Some people have a knack for finding clothes, books, shoes, or toys over the Internet.  In my family, my father-in-law has a gift for finding fabulous foods.  Sometimes my in-laws, Victor and Marcella Hazan, get a hankering for the flavors and tastes that can only be found in Europe.  Recently they wanted a really good prosciutto and, Victor, in true form found that he could order an entire Jamon Iberico online.  When it arrived, he conceded that it was much to big for him and Marcella alone, so they graciously shared with us.

Prosciutto is the Italian word for ham.  Prosciutto crudo, means uncooked ham and refers to an air cured, salted leg of pig. Its flavor is almost sweet, and when sliced and served properly, it is a succulent sensation in the mouth.  The flavor varies according to the curing process and region of origin.  San Daniele prosciutto is from Friuli and is distinctive because of the darker meat and the hoof that is left on the leg.  However, the most famous prosciutto of Italy is Prosciutto di Parma.  Mostly made in the town of Langhirano, outside of Parma, the making of these prosciutti is a craft handed down from generation to generation.

First the legs must be trimmed to perfection and washed.  Then someone puts just the right amount of sea salt on them.  Too much and the leg becomes salty, to little and it won’t cure.  In olden times such prosciutti could only be made in the winter, but now, thanks to refrigeration, they can be made all year long.  After salting, the legs are hung to dry for three days in a temperature controlled room. They are then taken to aging rooms with tall narrow screened windows that can be opened or closed depending on the outside temperature.  In springtime, it was traditional to see some of these prosciutti wheeled out on drying racks so they could catch the sweet air.  Now, in the times of regulation, the prosciutti, especially the ones exported to the US, must only dry inside the factory.

Testing to see if the proscuitti have aged properly is done with a small horse bone that looks like a long needle.  The prosciutto is tested at about 9 months, but will normally age for two years.

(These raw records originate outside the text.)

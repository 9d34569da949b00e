// Vector export of a committed shape list.
//
// Rectangles are emitted as four-corner polygons so every primitive shares
// the polygon/ellipse vocabulary; the background is a full-size rect.

use std::fmt::Write;

use crate::canvas::Color;
use crate::shape::{Geometry, Shape};

/// Build a standalone SVG document reproducing the painting: background rect
/// first, then the shapes in commit order with their fill and opacity.
pub fn render_document(shapes: &[Shape], background: Color, width: u32, height: u32) -> String {
    let mut out = String::new();
    // writeln! to a String cannot fail
    let _ = writeln!(
        out,
        "<svg xmlns=\"http://www.w3.org/2000/svg\" width=\"{width}\" height=\"{height}\" viewBox=\"0 0 {width} {height}\">"
    );
    let _ = writeln!(
        out,
        "  <rect width=\"100%\" height=\"100%\" fill=\"rgb({},{},{})\" />",
        background.r, background.g, background.b
    );

    for shape in shapes {
        match shape.geometry {
            Geometry::Triangle {
                x1,
                y1,
                x2,
                y2,
                x3,
                y3,
            } => {
                let _ = write!(out, "  <polygon points=\"{x1},{y1} {x2},{y2} {x3},{y3}\" ");
            }
            Geometry::Rectangle { x1, y1, x2, y2 } => {
                let _ = write!(
                    out,
                    "  <polygon points=\"{x1},{y1} {x2},{y1} {x2},{y2} {x1},{y2}\" "
                );
            }
            Geometry::Ellipse { cx, cy, rx, ry } => {
                let _ = write!(
                    out,
                    "  <ellipse cx=\"{cx}\" cy=\"{cy}\" rx=\"{rx}\" ry=\"{ry}\" "
                );
            }
        }
        let _ = writeln!(
            out,
            "fill=\"rgb({},{},{})\" fill-opacity=\"{:.2}\" />",
            shape.color.r, shape.color.g, shape.color.b, shape.alpha
        );
    }

    out.push_str("</svg>\n");
    out
}

#[cfg(test)]
mod tests {
    use super::*;

    #[test]
    fn empty_shape_list_is_just_background() {
        let doc = render_document(&[], Color::opaque(10, 20, 30), 64, 48);
        assert_eq!(
            doc,
            "<svg xmlns=\"http://www.w3.org/2000/svg\" width=\"64\" height=\"48\" viewBox=\"0 0 64 48\">\n\
             \x20 <rect width=\"100%\" height=\"100%\" fill=\"rgb(10,20,30)\" />\n\
             </svg>\n"
        );
    }

    #[test]
    fn triangle_becomes_a_polygon() {
        let shape = Shape::from_geometry(
            Geometry::Triangle {
                x1: 1,
                y1: 2,
                x2: 30,
                y2: 4,
                x3: 5,
                y3: 60,
            },
            Color::opaque(200, 100, 50),
            0.5,
        );
        let doc = render_document(&[shape], Color::opaque(0, 0, 0), 100, 100);
        assert!(doc.contains(
            "  <polygon points=\"1,2 30,4 5,60\" fill=\"rgb(200,100,50)\" fill-opacity=\"0.50\" />"
        ));
    }

    #[test]
    fn rectangle_becomes_a_four_corner_polygon() {
        let shape = Shape::from_geometry(
            Geometry::Rectangle {
                x1: 2,
                y1: 3,
                x2: 8,
                y2: 9,
            },
            Color::opaque(0, 255, 0),
            1.0,
        );
        let doc = render_document(&[shape], Color::opaque(0, 0, 0), 10, 10);
        assert!(doc.contains(
            "  <polygon points=\"2,3 8,3 8,9 2,9\" fill=\"rgb(0,255,0)\" fill-opacity=\"1.00\" />"
        ));
    }

    #[test]
    fn ellipse_keeps_its_native_element() {
        let shape = Shape::from_geometry(
            Geometry::Ellipse {
                cx: 50,
                cy: 40,
                rx: 12,
                ry: 7,
            },
            Color::opaque(1, 2, 3),
            0.25,
        );
        let doc = render_document(&[shape], Color::opaque(255, 255, 255), 100, 80);
        assert!(doc.contains(
            "  <ellipse cx=\"50\" cy=\"40\" rx=\"12\" ry=\"7\" fill=\"rgb(1,2,3)\" fill-opacity=\"0.25\" />"
        ));
    }

    #[test]
    fn shapes_appear_in_commit_order() {
        let first = Shape::from_geometry(
            Geometry::Rectangle {
                x1: 0,
                y1: 0,
                x2: 1,
                y2: 1,
            },
            Color::opaque(255, 0, 0),
            0.5,
        );
        let second = Shape::from_geometry(
            Geometry::Ellipse {
                cx: 5,
                cy: 5,
                rx: 2,
                ry: 2,
            },
            Color::opaque(0, 0, 255),
            0.5,
        );
        let doc = render_document(&[first, second], Color::opaque(0, 0, 0), 10, 10);
        let rect_pos = doc.find("<polygon").unwrap();
        let ellipse_pos = doc.find("<ellipse").unwrap();
        assert!(rect_pos < ellipse_pos);
    }
}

Prosciutto can be served as an antipasto, alone or with long breadsticks called grissini.  It also adds marvelous flavor to a pasta sauce and other dishes.  Giuliano and I immediately cut some slices for sandwiches for lunch that day.  Made with toasted bread and just a touch of butter, they were sandwiches fit for kings.

Similar cured hams can be found in Croatia, Serbia and also in the U.S., known as country ham.  Spain is also famous for cured ham where one of the most famous is the Jamon Iberico.

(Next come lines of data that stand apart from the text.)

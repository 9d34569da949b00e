// RGBA pixel buffers and the RMS error metric.
//
// Two canvases exist per optimization run: the immutable target and the
// current canvas that shapes are composited into. The error metric only
// looks at R,G,B; the current canvas keeps its alpha pinned at 255.

use rayon::prelude::*;
use serde::{Deserialize, Serialize};

/// A plain RGBA color value.
#[derive(Clone, Copy, Debug, PartialEq, Eq, Serialize, Deserialize)]
pub struct Color {
    pub r: u8,
    pub g: u8,
    pub b: u8,
    pub a: u8,
}

impl Color {
    /// Fully opaque color from RGB channels.
    pub fn opaque(r: u8, g: u8, b: u8) -> Self {
        Self { r, g, b, a: 255 }
    }
}

/// A width x height RGBA byte buffer, row-major, 4 bytes per pixel.
#[derive(Clone, Debug)]
pub struct Canvas {
    width: u32,
    height: u32,
    data: Vec<u8>,
}

impl Canvas {
    /// Create a zeroed canvas.
    pub fn new(width: u32, height: u32) -> Self {
        Self {
            width,
            height,
            data: vec![0; (width as usize) * (height as usize) * 4],
        }
    }

    /// Wrap an existing RGBA byte buffer (e.g. a decoded target image).
    pub fn from_rgba(width: u32, height: u32, data: Vec<u8>) -> anyhow::Result<Self> {
        let expected = (width as usize) * (height as usize) * 4;
        if data.len() != expected {
            anyhow::bail!(
                "pixel buffer is {} bytes, expected {} for {}x{} RGBA",
                data.len(),
                expected,
                width,
                height
            );
        }
        Ok(Self { width, height, data })
    }

    pub fn width(&self) -> u32 {
        self.width
    }

    pub fn height(&self) -> u32 {
        self.height
    }

    pub fn data(&self) -> &[u8] {
        &self.data
    }

    pub fn data_mut(&mut self) -> &mut [u8] {
        &mut self.data
    }

    /// Byte offset of the pixel at (x, y).
    #[inline]
    pub fn pixel_index(&self, x: u32, y: u32) -> usize {
        ((y * self.width + x) * 4) as usize
    }

    /// Set every pixel's RGB to `color` and alpha to 255.
    pub fn fill(&mut self, color: Color) {
        for px in self.data.chunks_exact_mut(4) {
            px[0] = color.r;
            px[1] = color.g;
            px[2] = color.b;
            px[3] = 255;
        }
    }

    /// Normalized RMS error against another canvas of the same dimensions,
    /// over R,G,B only: sqrt(sum(delta^2) / (3 * 255^2 * pixels)). In [0, 1].
    pub fn distance_to(&self, other: &Canvas) -> f64 {
        profiling::scope!("distance_to");
        debug_assert_eq!(self.width, other.width);
        debug_assert_eq!(self.height, other.height);

        let sum: f64 = self
            .data
            .par_chunks_exact(4)
            .zip(other.data.par_chunks_exact(4))
            .with_min_len(4096)
            .map(|(a, b)| {
                let dr = a[0] as f64 - b[0] as f64;
                let dg = a[1] as f64 - b[1] as f64;
                let db = a[2] as f64 - b[2] as f64;
                dr * dr + dg * dg + db * db
            })
            .sum();

        let pixels = (self.width as f64) * (self.height as f64);
        (sum / (3.0 * 255.0 * 255.0 * pixels)).sqrt()
    }
}

/// User-facing similarity percentage for a given distance.
#[inline]
pub fn similarity(distance: f64) -> f64 {
    (1.0 - distance) * 100.0
}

Jamon Iberico is made from the black Iberian pig and comes from the south of Spain.  The pigs are allowed to roam free in the oak forests and feed on bellota, acorns.  There are different grades of these hams, which have to do with both the diet and for how long the meat is cured.  The finest is called jamon iberico de bellota.  It is very difficult to find and very expensive.  The meat is very dark and there isn’t that much fat.  More commonly found is Jamon Serrano, made from the white pig. Also delicious but not as expensive.  One can also find Jamon produced in Portugal.

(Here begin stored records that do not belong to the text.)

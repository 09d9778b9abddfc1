//! JSON export.

use qcb_types::Tick;
use std::io::Write;

use crate::{ExportError, Exporter};

/// JSON output style.
#[derive(Debug, Clone, Copy, PartialEq, Eq, Default)]
pub enum JsonStyle {
    /// JSON array (standard JSON).
    #[default]
    Array,
    /// Newline-delimited JSON (NDJSON/JSONL).
    Ndjson,
}

/// JSON exporter.
///
/// Prices serialize as strings so they survive the round trip exactly.
#[derive(Debug, Clone, Default)]
pub struct JsonExporter {
    style: JsonStyle,
    pretty: bool,
}

impl JsonExporter {
    /// Creates a JSON array exporter.
    #[must_use]
    pub const fn new() -> Self {
        Self {
            style: JsonStyle::Array,
            pretty: false,
        }
    }

    /// Creates an NDJSON exporter.
    #[must_use]
    pub const fn ndjson() -> Self {
        Self {
            style: JsonStyle::Ndjson,
            pretty: false,
        }
    }

    /// Sets whether to pretty-print output (array style only).
    #[must_use]
    pub const fn with_pretty(mut self, pretty: bool) -> Self {
        self.pretty = pretty;
        self
    }

    /// Sets the output style.
    #[must_use]
    pub const fn with_style(mut self, style: JsonStyle) -> Self {
        self.style = style;
        self
    }
}

impl Exporter for JsonExporter {
    fn write_ticks<W: Write + Send>(
        &self,
        ticks: &[Tick],
        mut writer: W,
    ) -> Result<(), ExportError> {
        match self.style {
            JsonStyle::Array => {
                if self.pretty {
                    serde_json::to_writer_pretty(&mut writer, ticks)?;
                } else {
                    serde_json::to_writer(&mut writer, ticks)?;
                }
                writeln!(writer)?;
            }
            JsonStyle::Ndjson => {
                for tick in ticks {
                    serde_json::to_writer(&mut writer, tick)?;
                    writeln!(writer)?;
                }
            }
        }
        writer.flush()?;
        Ok(())
    }

    fn extension(&self) -> &str {
        match self.style {
            JsonStyle::Array => "json",
            JsonStyle::Ndjson => "ndjson",
        }
    }
}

The best prosciutti are sliced by hand.  The difference in taste from a just cut prosciutto and something that was cut a day ago is marked.  Prosciutto dries out and the flavors are best when eaten immediately.  To slice it, Giuliano reverently takes the piece out of its vacuumed sealed bag and carefully slices it neither too thin nor too thick using a very sharp knife.  It looks like he is either at prayer or doing an operation, but the end result is fabulous.